Copy every record that follows, word for word.
::: Data shown
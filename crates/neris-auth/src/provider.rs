//! Identity-provider adapter seam.
//!
//! The [`Negotiator`](crate::Negotiator) owns the state machine and every
//! edge-case rule; an [`IdentityProvider`] only performs wire exchanges.

use async_trait::async_trait;
use neris_settings::Grant;

use crate::errors::AuthError;
use crate::types::{MfaChallenge, ProviderConfig, TokenGrant};

/// What the identity provider answered to one exchange.
#[derive(Clone, Debug, PartialEq, Eq)]
pub enum ProviderResponse {
    /// Tokens were issued.
    Tokens(TokenGrant),
    /// An MFA code is required before tokens are issued.
    Challenge(MfaChallenge),
}

/// Performs token exchanges against one identity provider.
///
/// Rejections are reported as [`AuthError::Authentication`]; network
/// failures as [`AuthError::Transport`].
#[cfg_attr(test, mockall::automock)]
#[async_trait]
pub trait IdentityProvider: Send + Sync {
    /// Resolve the provider's configuration. Called once per negotiator.
    async fn provider_config(&self) -> Result<ProviderConfig, AuthError>;

    /// Initial acquisition with the grant's own credentials.
    async fn acquire(
        &self,
        config: &ProviderConfig,
        grant: &Grant,
    ) -> Result<ProviderResponse, AuthError>;

    /// Refresh-grant exchange.
    async fn refresh(
        &self,
        config: &ProviderConfig,
        grant: &Grant,
        refresh_token: &str,
    ) -> Result<ProviderResponse, AuthError>;

    /// Answer a pending MFA challenge with the user's code.
    async fn respond_to_challenge(
        &self,
        config: &ProviderConfig,
        grant: &Grant,
        challenge: &MfaChallenge,
        code: &str,
    ) -> Result<ProviderResponse, AuthError>;
}
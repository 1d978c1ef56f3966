//! In-memory capture of tracing events for test assertions.

use std::sync::Arc;

use parking_lot::Mutex;
use tracing::level_filters::LevelFilter;
use tracing::{Event, Level, Subscriber};
use tracing_subscriber::Layer;
use tracing_subscriber::layer::{Context, SubscriberExt};
use tracing_subscriber::registry::LookupSpan;
use tracing_subscriber::util::SubscriberInitExt;

/// A captured tracing event.
#[derive(Clone, Debug)]
pub struct CapturedEvent {
    /// The log level.
    pub level: Level,
    /// The event target.
    pub target: String,
    /// The formatted message.
    pub message: String,
    /// Field key-value pairs, values formatted with `Display`/`Debug`.
    pub fields: Vec<(String, String)>,
}

impl CapturedEvent {
    /// Value of a named field.
    pub fn field(&self, name: &str) -> Option<&str> {
        self.fields
            .iter()
            .find(|(k, _)| k == name)
            .map(|(_, v)| v.as_str())
    }
}

/// Thread-safe store of captured events.
#[derive(Clone, Default)]
pub struct CapturedLogs {
    events: Arc<Mutex<Vec<CapturedEvent>>>,
}

impl CapturedLogs {
    /// All captured events.
    pub fn events(&self) -> Vec<CapturedEvent> {
        self.events.lock().clone()
    }

    /// Whether any event at `level` contains the message substring.
    pub fn has_event(&self, level: Level, message_contains: &str) -> bool {
        self.events
            .lock()
            .iter()
            .any(|e| e.level == level && e.message.contains(message_contains))
    }

    /// Events whose target starts with `target_prefix`.
    pub fn events_for_target(&self, target_prefix: &str) -> Vec<CapturedEvent> {
        self.events
            .lock()
            .iter()
            .filter(|e| e.target.starts_with(target_prefix))
            .cloned()
            .collect()
    }
}

struct CaptureLayer {
    logs: CapturedLogs,
}

struct FieldVisitor {
    message: String,
    fields: Vec<(String, String)>,
}

impl tracing::field::Visit for FieldVisitor {
    fn record_debug(&mut self, field: &tracing::field::Field, value: &dyn std::fmt::Debug) {
        let val = format!("{value:?}");
        if field.name() == "message" {
            self.message = val;
        } else {
            self.fields.push((field.name().to_owned(), val));
        }
    }

    fn record_str(&mut self, field: &tracing::field::Field, value: &str) {
        if field.name() == "message" {
            value.clone_into(&mut self.message);
        } else {
            self.fields.push((field.name().to_owned(), value.to_owned()));
        }
    }
}

impl<S> Layer<S> for CaptureLayer
where
    S: Subscriber + for<'a> LookupSpan<'a>,
{
    fn on_event(&self, event: &Event<'_>, _ctx: Context<'_, S>) {
        let metadata = event.metadata();
        let mut visitor = FieldVisitor {
            message: String::new(),
            fields: Vec::new(),
        };
        event.record(&mut visitor);

        self.logs.events.lock().push(CapturedEvent {
            level: *metadata.level(),
            target: metadata.target().to_owned(),
            message: visitor.message,
            fields: visitor.fields,
        });
    }
}

/// Install a thread-local subscriber that captures every event.
///
/// Keep the returned guard alive for the duration of the test. Only the
/// current thread is affected, so use a current-thread runtime for async
/// tests (the `#[tokio::test]` default).
pub fn capture_logs() -> (CapturedLogs, tracing::subscriber::DefaultGuard) {
    let logs = CapturedLogs::default();
    let layer = CaptureLayer { logs: logs.clone() };

    let subscriber = tracing_subscriber::registry()
        .with(layer)
        .with(LevelFilter::TRACE);

    let guard = subscriber.set_default();
    (logs, guard)
}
::::::
- _Result of this task_:
filename crates/neris-auth/src/provider.rs
//! Identity-provider adapter seam.
//!
//! The [`Negotiator`](crate::Negotiator) owns the state machine and every
//! edge-case rule; an [`IdentityProvider`] only performs wire exchanges.

use async_trait::async_trait;
use neris_settings::Grant;

use crate::errors::AuthError;
use crate::types::{MfaChallenge, ProviderConfig, TokenGrant};

/// What the identity provider answered to one exchange.
#[derive(Clone, Debug, PartialEq, Eq)]
pub enum ProviderResponse {
    /// Tokens were issued.
    Tokens(TokenGrant),
    /// An MFA code is required before tokens are issued.
    Challenge(MfaChallenge),
}

/// Performs token exchanges against one identity provider.
///
/// Rejections are reported as [`AuthError::Authentication`]; network
/// failures as [`AuthError::Transport`].
#[cfg_attr(test, mockall::automock)]
#[async_trait]
pub trait IdentityProvider: Send + Sync {
    /// Resolve the provider's configuration. Called once per negotiator.
    async fn provider_config(&self) -> Result<ProviderConfig, AuthError>;

    /// Initial acquisition with the grant's own credentials.
    async fn acquire(
        &self,
        config: &ProviderConfig,
        grant: &Grant,
    ) -> Result<ProviderResponse, AuthError>;

    /// Refresh-grant exchange.
    async fn refresh(
        &self,
        config: &ProviderConfig,
        grant: &Grant,
        refresh_token: &str,
    ) -> Result<ProviderResponse, AuthError>;

    /// Answer a pending MFA challenge with the user's code.
    async fn respond_to_challenge(
        &self,
        config: &ProviderConfig,
        grant: &Grant,
        challenge: &MfaChallenge,
        code: &str,
    ) -> Result<ProviderResponse, AuthError>;
}
repository 1d978c1ef56f3966
//! In-memory capture of tracing events for test assertions.

use std::sync::Arc;

use parking_lot::Mutex;
use tracing::level_filters::LevelFilter;
use tracing::{Event, Level, Subscriber};
use tracing_subscriber::Layer;
use tracing_subscriber::layer::{Context, SubscriberExt};
use tracing_subscriber::registry::LookupSpan;
use tracing_subscriber::util::SubscriberInitExt;

/// A captured tracing event.
#[derive(Clone, Debug)]
pub struct CapturedEvent {
    /// The log level.
    pub level: Level,
    /// The event target.
    pub target: String,
    /// The formatted message.
    pub message: String,
    /// Field key-value pairs, values formatted with `Display`/`Debug`.
    pub fields: Vec<(String, String)>,
}

impl CapturedEvent {
    /// Value of a named field.
    pub fn field(&self, name: &str) -> Option<&str> {
        self.fields
            .iter()
            .find(|(k, _)| k == name)
            .map(|(_, v)| v.as_str())
    }
}

/// Thread-safe store of captured events.
#[derive(Clone, Default)]
pub struct CapturedLogs {
    events: Arc<Mutex<Vec<CapturedEvent>>>,
}

impl CapturedLogs {
    /// All captured events.
    pub fn events(&self) -> Vec<CapturedEvent> {
        self.events.lock().clone()
    }

    /// Whether any event at `level` contains the message substring.
    pub fn has_event(&self, level: Level, message_contains: &str) -> bool {
        self.events
            .lock()
            .iter()
            .any(|e| e.level == level && e.message.contains(message_contains))
    }

    /// Events whose target starts with `target_prefix`.
    pub fn events_for_target(&self, target_prefix: &str) -> Vec<CapturedEvent> {
        self.events
            .lock()
            .iter()
            .filter(|e| e.target.starts_with(target_prefix))
            .cloned()
            .collect()
    }
}

struct CaptureLayer {
    logs: CapturedLogs,
}

struct FieldVisitor {
    message: String,
    fields: Vec<(String, String)>,
}

impl tracing::field::Visit for FieldVisitor {
    fn record_debug(&mut self, field: &tracing::field::Field, value: &dyn std::fmt::Debug) {
        let val = format!("{value:?}");
        if field.name() == "message" {
            self.message = val;
        } else {
            self.fields.push((field.name().to_owned(), val));
        }
    }

    fn record_str(&mut self, field: &tracing::field::Field, value: &str) {
        if field.name() == "message" {
            value.clone_into(&mut self.message);
        } else {
            self.fields.push((field.name().to_owned(), value.to_owned()));
        }
    }
}

impl<S> Layer<S> for CaptureLayer
where
    S: Subscriber + for<'a> LookupSpan<'a>,
{
    fn on_event(&self, event: &Event<'_>, _ctx: Context<'_, S>) {
        let metadata = event.metadata();
        let mut visitor = FieldVisitor {
            message: String::new(),
            fields: Vec::new(),
        };
        event.record(&mut visitor);

        self.logs.events.lock().push(CapturedEvent {
            level: *metadata.level(),
            target: metadata.target().to_owned(),
            message: visitor.message,
            fields: visitor.fields,
        });
    }
}

/// Install a thread-local subscriber that captures every event.
///
/// Keep the returned guard alive for the duration of the test. Only the
/// current thread is affected, so use a current-thread runtime for async
/// tests (the `#[tokio::test]` default).
pub fn capture_logs() -> (CapturedLogs, tracing::subscriber::DefaultGuard) {
    let logs = CapturedLogs::default();
    let layer = CaptureLayer { logs: logs.clone() };

    let subscriber = tracing_subscriber::registry()
        .with(layer)
        .with(LevelFilter::TRACE);

    let guard = subscriber.set_default();
    (logs, guard)
}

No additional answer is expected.